Mother’s Day – what a celebration.
Last year, at age 93, my mother had decided that she found no more joy in life. The burden of being in her body was heavy. I flew to her bedside, imagining the worst.
Within days, I realized abandonment issues from childhood were very present in her mind. Both my parents were orphans; it was common in Europe back then.
Mother had an active life. She had been strong, powerful, productive, creative and could laugh at the worst twist of fate she encountered.
Today, despite her depression, she still found some humour about her distress. That’s the cure, I thought, but how to heal that emotional wound? To nurture that child within was my first step. She likes to have her hair brushed; I held her in my arms rocking her gently, massaged her frail body, rubbed her feet to stimulate circulation, held her hand for hours listening to her stories.
After weeks of this, her thoughts shifted to more positive ones and some troubling elements vanished completely. I kept holding a vision of her being at peace and content.
She still had difficulty imagining a future for herself: “At my age, she would say, life is behind me, only death is in front.” There is a big hurdle we have to jump, and how can I help her through that…?
I pondered on the quality of life at her age. Since she was no longer able to do much physically, she found no escape to her mental anguish. Yet her mind is what she beautifully uses – only her frame of reference was not serving her.
One day I felt inspired to string her along, weaving an extraordinary, imaginative journey. She responded with humour and laughter. Every day following became an exercise in imagination, spinning dreams of comical realities. Her child within found renewed inspiration.

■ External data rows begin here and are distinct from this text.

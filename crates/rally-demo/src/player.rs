//! Player-state records exchanged by the demo each tick.

use rand::rngs::StdRng;
use rand::{Rng, SeedableRng};
use rally_net::Message;
use serde::{Deserialize, Serialize};

/// Arena size in pixels.
pub const ARENA_WIDTH: f32 = 800.0;
pub const ARENA_HEIGHT: f32 = 600.0;

/// What one player tells the other every tick. Missing fields take defaults,
/// so older or partial records still decode.
#[derive(Debug, Clone, PartialEq, Serialize, Deserialize)]
#[serde(default)]
pub struct PlayerState {
    pub x: f32,
    pub y: f32,
    pub angle: f32,
    pub health: i32,
    pub weapon_idx: u32,
    pub shooting: bool,
    pub name: String,
}

impl Default for PlayerState {
    fn default() -> Self {
        Self {
            x: ARENA_WIDTH / 2.0,
            y: ARENA_HEIGHT / 2.0,
            angle: 0.0,
            health: 100,
            weapon_idx: 0,
            shooting: false,
            name: "Player".to_string(),
        }
    }
}

/// A bot that wanders around the arena.
pub struct Walker {
    pub state: PlayerState,
    speed: f32,
    rng: StdRng,
}

impl Walker {
    pub fn new(name: &str, seed: u64) -> Self {
        let mut rng = StdRng::seed_from_u64(seed);
        let state = PlayerState {
            x: rng.random_range(0.0..ARENA_WIDTH),
            y: rng.random_range(0.0..ARENA_HEIGHT),
            angle: rng.random_range(0.0..std::f32::consts::TAU),
            name: name.to_string(),
            ..Default::default()
        };
        Self {
            state,
            speed: 4.0,
            rng,
        }
    }

    /// Advance one tick.
    pub fn step(&mut self) {
        self.state.angle = (self.state.angle + self.rng.random_range(-0.3..0.3))
            .rem_euclid(std::f32::consts::TAU);
        self.state.x = (self.state.x + self.state.angle.cos() * self.speed).clamp(0.0, ARENA_WIDTH);
        self.state.y = (self.state.y + self.state.angle.sin() * self.speed).clamp(0.0, ARENA_HEIGHT);
        self.state.shooting = self.rng.random_bool(0.2);
        if self.rng.random_bool(0.02) {
            self.state.weapon_idx = (self.state.weapon_idx + 1) % 5;
        }
    }
}

/// Our picture of the other player, built from their updates.
#[derive(Debug, Default)]
pub struct RemoteView {
    /// Latest decoded state.
    pub latest: Option<PlayerState>,
    /// Valid updates applied so far.
    pub updates: u64,
    /// Updates that had `shooting` set.
    pub shots: u64,
    /// Payloads that were not valid player state.
    pub rejected: u64,
}

impl RemoteView {
    /// Apply one tick's worth of drained messages. Every record counts
    /// toward shots; only the newest one sets the position.
    pub fn apply_all(&mut self, messages: &[Message]) {
        for message in messages {
            match message.decode_json::<PlayerState>() {
                Ok(state) => {
                    self.updates += 1;
                    if state.shooting {
                        self.shots += 1;
                    }
                    self.latest = Some(state);
                }
                Err(e) => {
                    self.rejected += 1;
                    tracing::debug!("Ignoring malformed player state: {e}");
                }
            }
        }
    }

    pub fn name(&self) -> Option<&str> {
        self.latest
            .as_ref()
            .map(|state| state.name.as_str())
            .filter(|name| !name.is_empty())
    }
}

I wondered if it was all the attention or the power of the future through imagination, but her conversation became a lot more self-affirming. As Christmas approached, I decorated the house and prepared her favourite meals. She rejoiced in the sparkles and the candles, we revived the old songs, blending our voices in love and harmony.
When I left in January, I feared she would relapse into her abandonment feelings, but to my surprise a friend decided to pick up the torch and keeps showering her with the same nurturing a daughter would. What a miracle!
Yesterday, on the phone, mother said she enjoyed three hours on her balcony soaking up the sun and listening to the birds singing.
I am so filled with gratitude and so proud of mother. She found the strength within herself to reach for a new dream of sharing her humour with the beautiful ladies who provide care for her.
Happy Mother’s Day, Florence! You are my hero and always will be.